Heroes: South Philly Highs Protesters
ABOUT THE TIME Jennifer Sommerkorn left South Philly High, soft-spoken Wei Chen arrived as a student.
His father, a truck driver in Fujian Province back in China, moved to America in search of a better life when Wei was a child. He found one—driving long-distance coach buses around the country — but it took him years to establish himself and bring his family over, to South Philly, when Wei was 15.
The idea of racial diversity frightened Wei; he had spent his whole life surrounded by fellow Han Chinese. Now he faced America’s ethnic, religious and economic mosaic without any English, or any friends. He knew his best chance of success lay in keeping his head down, working hard, and not attracting any attention.
A month after starting school, he stood at his locker reaching for a book when a fist smashed into the back of his head, and another into his neck. He crumpled and looked up with bewilderment at the boys who had hit him. Why? he wondered. What terrible insult have I made?
The school’s staff asked Wei to describe the boys, and pick them out of a photo book. He stared at it in frustration; he knew they were male and black, but otherwise he hadn’t yet figured out how to read the features of American faces.
Wei wanted to quit attending class. He didn’t want to tell his mother about the violence because it would frighten her, so he couldn’t simply stay home. He started spending his days at a nearby park, counting out his class schedule hour by hour until he could return home.
EVENTUALLY, A FEAR of failure drove Wei back to class, but conditions there only deteriorated. Two of Wei’s new friends — twins — were beaten at the subway entrance outside the school, battered so badly that their parents told them to drop out of school. They did. Wei stayed with his plan: Head down. Hard work. Avoid attention.

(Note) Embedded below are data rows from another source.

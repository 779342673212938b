use crate::fade::FadeWindow;

/// Where inside its fade window a line is on a given frame.
///
/// `progress` runs linearly over the ramp: 0.0 on the ramp's first frame,
/// approaching 1.0 on its last.
#[derive(Clone, Copy, Debug, PartialEq, serde::Serialize, serde::Deserialize)]
pub enum FadePhase {
    FadeIn { progress: f32 },
    Stable,
    FadeOut { progress: f32 },
}

impl FadePhase {
    /// Text opacity for this phase, ramped the way the original effect did:
    /// `floor(progress * max + 0.5)` on the way up and its mirror on the way
    /// down, so a full ramp ends exactly at `max` / at zero.
    pub fn alpha(self, max: u8) -> u8 {
        let scaled = |p: f32| (p * f32::from(max) + 0.5).floor() as u8;
        match self {
            Self::FadeIn { progress } => scaled(progress),
            Self::Stable => max,
            Self::FadeOut { progress } => max - scaled(progress),
        }
    }
}

/// A fade window projected onto the frame grid of a fixed-fps video.
///
/// `start_frame` may be negative: a caption that starts within `fade_in` of
/// t=0 begins its ramp before the first frame exists, and simply joins
/// mid-ramp at frame 0.
#[derive(Clone, Debug, PartialEq, Eq, serde::Serialize, serde::Deserialize)]
pub struct LineSchedule {
    pub content: String,
    pub start_frame: i64,
    pub fade_in_frames: u32,
    pub stable_frames: u32,
    pub fade_out_frames: u32,
}

impl LineSchedule {
    /// Project `window` onto the frame grid at `fps`.
    ///
    /// Ramp and stable lengths round half-up (`floor(fps * secs + 0.5)`);
    /// the start frame truncates toward zero, matching the scheduling the
    /// compositor expects.
    pub fn project(window: &FadeWindow, fps: u32) -> Self {
        let frames = |ms: i64| (f64::from(fps) * ms as f64 / 1000.0 + 0.5).floor() as u32;
        Self {
            content: window.content.clone(),
            start_frame: (f64::from(fps) * window.start_fade_in.as_secs_f64()).trunc() as i64,
            fade_in_frames: frames(window.fade_in_ms()),
            stable_frames: frames(window.stable_ms()),
            fade_out_frames: frames(window.fade_out_ms()),
        }
    }

    pub fn total_frames(&self) -> u64 {
        u64::from(self.fade_in_frames) + u64::from(self.stable_frames)
            + u64::from(self.fade_out_frames)
    }

    /// First frame past the end of the fade-out ramp.
    pub fn end_frame(&self) -> i64 {
        self.start_frame + self.total_frames() as i64
    }

    /// Phase on `frame`, or `None` when the line is off screen.
    pub fn phase_at(&self, frame: i64) -> Option<FadePhase> {
        let local = frame - self.start_frame;
        if local < 0 || local >= self.total_frames() as i64 {
            return None;
        }
        let local = local as u64;
        let t1 = u64::from(self.fade_in_frames);
        let t2 = t1 + u64::from(self.stable_frames);
        if local < t1 {
            Some(FadePhase::FadeIn {
                progress: local as f32 / self.fade_in_frames as f32,
            })
        } else if local < t2 {
            Some(FadePhase::Stable)
        } else {
            Some(FadePhase::FadeOut {
                progress: (local - t2) as f32 / self.fade_out_frames as f32,
            })
        }
    }
}

/// Monotone lookup over one caption track's schedules.
///
/// Frame queries must not go backwards; expired lines are skipped once and
/// never revisited, so a whole render is O(frames + lines).
#[derive(Clone, Debug)]
pub struct TrackCursor {
    lines: Vec<LineSchedule>,
    at: usize,
}

impl TrackCursor {
    pub fn new(lines: Vec<LineSchedule>) -> Self {
        Self { lines, at: 0 }
    }

    /// Project resolved `windows` at `fps` and wrap them in a cursor.
    pub fn project(windows: &[FadeWindow], fps: u32) -> Self {
        Self::new(windows.iter().map(|w| LineSchedule::project(w, fps)).collect())
    }

    /// The line visible on `frame`, with its phase, if any.
    pub fn active(&mut self, frame: i64) -> Option<(&LineSchedule, FadePhase)> {
        while self.at < self.lines.len() && frame >= self.lines[self.at].end_frame() {
            self.at += 1;
        }
        let line = self.lines.get(self.at)?;
        let phase = line.phase_at(frame)?;
        Some((line, phase))
    }
}

#[cfg(test)]
mod tests {
    use super::*;
    use crate::caption::TimeMs;

    fn window(content: &str, sfi: i64, efi: i64, sfo: i64, efo: i64) -> FadeWindow {
        FadeWindow {
            content: content.to_string(),
            start_fade_in: TimeMs(sfi),
            end_fade_in: TimeMs(efi),
            start_fade_out: TimeMs(sfo),
            end_fade_out: TimeMs(efo),
        }
    }

    #[test]
    fn projection_rounds_ramps_half_up() {
        // 0.5s ramps at 60fps are exactly 30 frames; the 1.9s stable span
        // rounds from 114.0.
        let s = LineSchedule::project(&window("a", 9_500, 10_000, 11_900, 12_400), 60);
        assert_eq!(s.start_frame, 570);
        assert_eq!(s.fade_in_frames, 30);
        assert_eq!(s.stable_frames, 114);
        assert_eq!(s.fade_out_frames, 30);
        assert_eq!(s.end_frame(), 744);
    }

    #[test]
    fn negative_start_truncates_toward_zero() {
        let s = LineSchedule::project(&window("a", -300, 200, 1_000, 1_500), 60);
        // -0.3s * 60 = -18.0 exactly.
        assert_eq!(s.start_frame, -18);
        assert!(s.phase_at(0).is_some());
    }

    #[test]
    fn phase_boundaries_land_on_ramp_edges() {
        let s = LineSchedule::project(&window("a", 0, 500, 1_500, 2_000), 10);
        // 5 fade-in frames, 10 stable, 5 fade-out.
        assert_eq!(s.phase_at(-1), None);
        assert_eq!(s.phase_at(0), Some(FadePhase::FadeIn { progress: 0.0 }));
        assert_eq!(s.phase_at(4), Some(FadePhase::FadeIn { progress: 0.8 }));
        assert_eq!(s.phase_at(5), Some(FadePhase::Stable));
        assert_eq!(s.phase_at(14), Some(FadePhase::Stable));
        assert_eq!(s.phase_at(15), Some(FadePhase::FadeOut { progress: 0.0 }));
        assert_eq!(s.phase_at(19), Some(FadePhase::FadeOut { progress: 0.8 }));
        assert_eq!(s.phase_at(20), None);
    }

    #[test]
    fn alpha_ramp_hits_endpoints() {
        assert_eq!(FadePhase::FadeIn { progress: 0.0 }.alpha(255), 0);
        assert_eq!(FadePhase::FadeIn { progress: 0.5 }.alpha(255), 128);
        assert_eq!(FadePhase::Stable.alpha(255), 255);
        assert_eq!(FadePhase::FadeOut { progress: 0.0 }.alpha(255), 255);
        assert_eq!(FadePhase::FadeOut { progress: 1.0 }.alpha(255), 0);
    }

    #[test]
    fn cursor_walks_lines_in_order_and_skips_expired() {
        let mut cursor = TrackCursor::project(
            &[
                window("a", 0, 500, 1_500, 2_000),
                window("b", 3_000, 3_500, 4_500, 5_000),
            ],
            10,
        );
        assert_eq!(cursor.active(0).unwrap().0.content, "a");
        assert_eq!(cursor.active(10).unwrap().0.content, "a");
        // Gap between the lines: nothing visible, cursor does not advance past b.
        assert!(cursor.active(25).is_none());
        assert_eq!(cursor.active(30).unwrap().0.content, "b");
        assert!(cursor.active(50).is_none());
    }
}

That changed in October 2008, when a group of about 30 black students chased five Asian students a block from the school into the Snyder Avenue subway station, where they beat them until they needed hospitalization. The attack — its ferocity, its –unfairness — shocked Wei.
He tried to persuade his fellow students that they should do something. Raise their voices, cause a scene. And then he hit on an idea: They should boycott the school.
It didn’t work. “We didn’t know how to boycott,” he says. So nothing changed at South Philly High. But maybe more importantly, something changed in Wei. Artistic, idealistic Wei, who loved to paint, studied calligraphy and performed traditional Chinese opera, had become something else. “I was always quiet before the October incident,” he says, wearing a t-shirt of his own design, which features a ferocious Chinese mask. “Then,” he says, struggling for the right words in English. “Then I changed my face.”